Filho do ocupante do Planalto e atual presidente da Comissão de Relações Exteriores da Câmara, o deputado Eduardo Bolsonaro (PSL-SP) postou um vídeo no Twitter em que comenta acusações envolvendo o candidato democrata, Joe Biden.
O tabloide New York Post alega ter encontrado um notebook que traria provas de tráfico de influência da parte do candidato democrata e de seu filho, Hunter Biden — o equipamento teria sido esquecido por Hunter Biden em um serviço de assistência técnica. As supostas irregularidades envolveriam uma petroleira ucraniana, a Burisma Holdings, de cujo conselho Hunter chegou a fazer parte. O democrata nega.

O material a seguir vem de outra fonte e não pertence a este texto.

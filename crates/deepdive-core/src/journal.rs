//! Append-only JSONL record of finished sessions.
//!
//! Entries land in `<journal_dir>/YYYY/MM/session.jsonl`. Free text is scrubbed
//! for credentials before it is written; any scrub is also noted in a sibling
//! `audit.jsonl`. Files older than the retention window are pruned on write.

use std::collections::BTreeSet;
use std::fs::{self, OpenOptions, create_dir_all};
use std::io::{BufWriter, Write};
use std::path::{Path, PathBuf};
use std::time::{Duration, SystemTime};

use anyhow::{Context, Result};
use chrono::{Datelike, Utc};
use once_cell::sync::Lazy;
use regex::{Captures, Regex};
use serde::Serialize;
use tracing::warn;

use crate::config::LoggingConfig;
use crate::session::ResearchSession;

static REDACTION_PATTERNS: Lazy<Vec<(&'static str, Regex)>> = Lazy::new(|| {
    vec![
        (
            "api_key",
            Regex::new(r"(?i)(api[_-]?key\s*[:=]\s*)([A-Za-z0-9\-_.+/]+)")
                .expect("invalid api_key regex"),
        ),
        (
            "secret",
            Regex::new(r"(?i)(secret\s*[:=]\s*)([A-Za-z0-9\-_.+/]+)")
                .expect("invalid secret regex"),
        ),
        (
            "bearer",
            Regex::new(r"(?i)(bearer\s+)([A-Za-z0-9\-_.+=/]+)").expect("invalid bearer regex"),
        ),
        (
            "sk_token",
            Regex::new(r"(sk-[A-Za-z0-9]{16,})").expect("invalid sk_token regex"),
        ),
    ]
});

#[derive(Serialize)]
struct JournalRecord {
    timestamp: String,
    session_id: String,
    user_id: String,
    topic: String,
    status: String,
    research_rounds: u32,
    sub_topics: Vec<String>,
    sources: Vec<String>,
    report_chars: Option<usize>,
    error_message: Option<String>,
    redactions: Vec<&'static str>,
}

#[derive(Serialize)]
struct AuditRecord {
    timestamp: String,
    session_id: String,
    redactions: Vec<&'static str>,
}

#[derive(Debug, Clone)]
pub struct SessionJournal {
    base_dir: PathBuf,
    retention_days: u64,
}

impl SessionJournal {
    pub fn new(base_dir: impl Into<PathBuf>, retention_days: u64) -> Self {
        Self {
            base_dir: base_dir.into(),
            retention_days,
        }
    }

    /// `None` when no journal directory is configured.
    pub fn from_config(config: &LoggingConfig) -> Option<Self> {
        config
            .journal_dir
            .as_ref()
            .map(|dir| Self::new(dir, config.retention_days))
    }

    /// Append the terminal state of `session` along with the URLs it cited.
    pub fn record(&self, session: &ResearchSession, source_urls: &[String]) -> Result<()> {
        let timestamp = Utc::now();
        let mut redactions = BTreeSet::new();

        let record = JournalRecord {
            timestamp: timestamp.to_rfc3339(),
            session_id: session.id.clone(),
            user_id: session.user_id.clone(),
            topic: sanitize_text(&session.topic, &mut redactions),
            status: session.status.to_string(),
            research_rounds: session.research_round,
            sub_topics: session
                .plan
                .iter()
                .map(|entry| sanitize_text(&entry.query, &mut redactions))
                .collect(),
            sources: source_urls
                .iter()
                .map(|url| sanitize_text(url, &mut redactions))
                .collect(),
            report_chars: session.final_report.as_ref().map(|report| report.chars().count()),
            error_message: session
                .error_message
                .as_deref()
                .map(|message| sanitize_text(message, &mut redactions)),
            redactions: redactions.iter().copied().collect(),
        };

        let month_dir = self
            .base_dir
            .join(format!("{:04}", timestamp.year()))
            .join(format!("{:02}", timestamp.month()));
        append_json_line(&month_dir.join("session.jsonl"), &record)?;

        if !record.redactions.is_empty() {
            let audit = AuditRecord {
                timestamp: record.timestamp.clone(),
                session_id: session.id.clone(),
                redactions: record.redactions.clone(),
            };
            append_json_line(&month_dir.join("audit.jsonl"), &audit)?;
            warn!(
                session_id = %session.id,
                fields = ?record.redactions,
                "redacted potential secrets from session journal"
            );
        }

        self.enforce_retention()
    }

    fn enforce_retention(&self) -> Result<()> {
        if self.retention_days == 0 || !self.base_dir.exists() {
            return Ok(());
        }
        let cutoff = SystemTime::now()
            .checked_sub(Duration::from_secs(self.retention_days.saturating_mul(86_400)))
            .unwrap_or(SystemTime::UNIX_EPOCH);
        prune_directory(&self.base_dir, cutoff)
    }
}

fn append_json_line<T: Serialize>(path: &Path, value: &T) -> Result<()> {
    if let Some(parent) = path.parent() {
        create_dir_all(parent)
            .with_context(|| format!("failed to create journal directory {}", parent.display()))?;
    }

    let file = OpenOptions::new()
        .create(true)
        .append(true)
        .open(path)
        .with_context(|| format!("failed to open journal file {}", path.display()))?;
    let mut writer = BufWriter::new(file);
    let line = serde_json::to_string(value)?;
    writeln!(writer, "{line}")
        .with_context(|| format!("failed to append journal entry to {}", path.display()))?;
    writer.flush()?;
    Ok(())
}

fn sanitize_text(input: &str, redactions: &mut BTreeSet<&'static str>) -> String {
    let mut output = input.to_string();
    for (name, regex) in REDACTION_PATTERNS.iter() {
        let mut matched = false;
        output = regex
            .replace_all(&output, |caps: &Captures| {
                matched = true;
                if caps.len() > 2 {
                    format!("{}[REDACTED]", &caps[1])
                } else {
                    "[REDACTED]".to_string()
                }
            })
            .to_string();
        if matched {
            redactions.insert(name);
        }
    }
    output
}

fn prune_directory(dir: &Path, cutoff: SystemTime) -> Result<()> {
    for entry in fs::read_dir(dir)? {
        let entry = entry?;
        let path = entry.path();
        let metadata = entry.metadata()?;
        if metadata.is_dir() {
            prune_directory(&path, cutoff)?;
            if path.read_dir()?.next().is_none() {
                fs::remove_dir(&path).ok();
            }
        } else if metadata.is_file()
            && metadata
                .modified()
                .map(|time| time < cutoff)
                .unwrap_or(false)
        {
            fs::remove_file(&path).ok();
        }
    }
    Ok(())
}

#[cfg(test)]
mod tests {
    use super::*;
    use crate::session::{NewSession, Phase, SubTopic};
    use serde_json::Value;
    use tempfile::TempDir;

    fn failed_session() -> ResearchSession {
        let mut session = ResearchSession::new(NewSession::new(
            "rotate api_key=abcd1234 safely",
            "u1",
            "m1",
        ));
        session.plan.push(SubTopic::new("key rotation", 1));
        session.phase = Phase::Researching;
        session.fail("upstream said: bearer XYZ123 rejected");
        session
    }

    #[test]
    fn journal_redacts_and_writes_audit() -> Result<()> {
        let temp = TempDir::new()?;
        let journal = SessionJournal::new(temp.path(), 0);

        journal.record(
            &failed_session(),
            &["https://example.com/a?token=sk-abcdef1234567890abcd".to_string()],
        )?;

        let year_dir = temp.path().read_dir()?.next().unwrap()?.path();
        let month_dir = year_dir.read_dir()?.next().unwrap()?.path();
        let line = fs::read_to_string(month_dir.join("session.jsonl"))?;
        let record: Value = serde_json::from_str(line.trim())?;

        assert_eq!(record["status"], "error");
        assert_eq!(record["topic"], "rotate api_key=[REDACTED] safely");
        assert!(
            record["error_message"]
                .as_str()
                .unwrap()
                .contains("bearer [REDACTED]")
        );
        assert!(!record["sources"][0].as_str().unwrap().contains("sk-abcdef"));
        assert!(month_dir.join("audit.jsonl").exists());
        Ok(())
    }

    #[test]
    fn clean_session_writes_no_audit() -> Result<()> {
        let temp = TempDir::new()?;
        let journal = SessionJournal::new(temp.path(), 90);
        let mut session = ResearchSession::new(NewSession::new("quantum annealing", "u1", "m1"));
        session.plan.push(SubTopic::new("history", 1));
        session.phase = Phase::Compiling;
        session.complete("# Report".into());

        journal.record(&session, &[])?;

        let year_dir = temp.path().read_dir()?.next().unwrap()?.path();
        let month_dir = year_dir.read_dir()?.next().unwrap()?.path();
        assert!(month_dir.join("session.jsonl").exists());
        assert!(!month_dir.join("audit.jsonl").exists());
        Ok(())
    }

    #[test]
    fn journal_is_disabled_without_directory() {
        assert!(SessionJournal::from_config(&LoggingConfig::default()).is_none());
    }
}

"Essa matéria do New York Post foi censurada. O Facebook restringiu o seu alcance e deu como desculpa a alegação de que estava estudando para ver a veracidade do conteúdo desse artigo do New York Post, para então liberar o seu alcance normal. E esse seria o procedimento comum", disse Eduardo Bolsonaro em seu vídeo.
Além de Eduardo, Carla Zambelli também postou um vídeo do apresentador da Fox News Tucker Carlson comentando as acusações contra Biden. No trecho, o comentarista diz que o tráfico de influência "sempre foi o motor econômico da família Biden".
Já o blogueiro bolsonarista Allan dos Santos — que vive nos EUA desde meados de 2020 —postou neste domingo o vídeo de uma carreata pró-Trump no Estado do Arizona. Segundo o blogueiro, a fila de carros atingiu 154,5 quilômetros.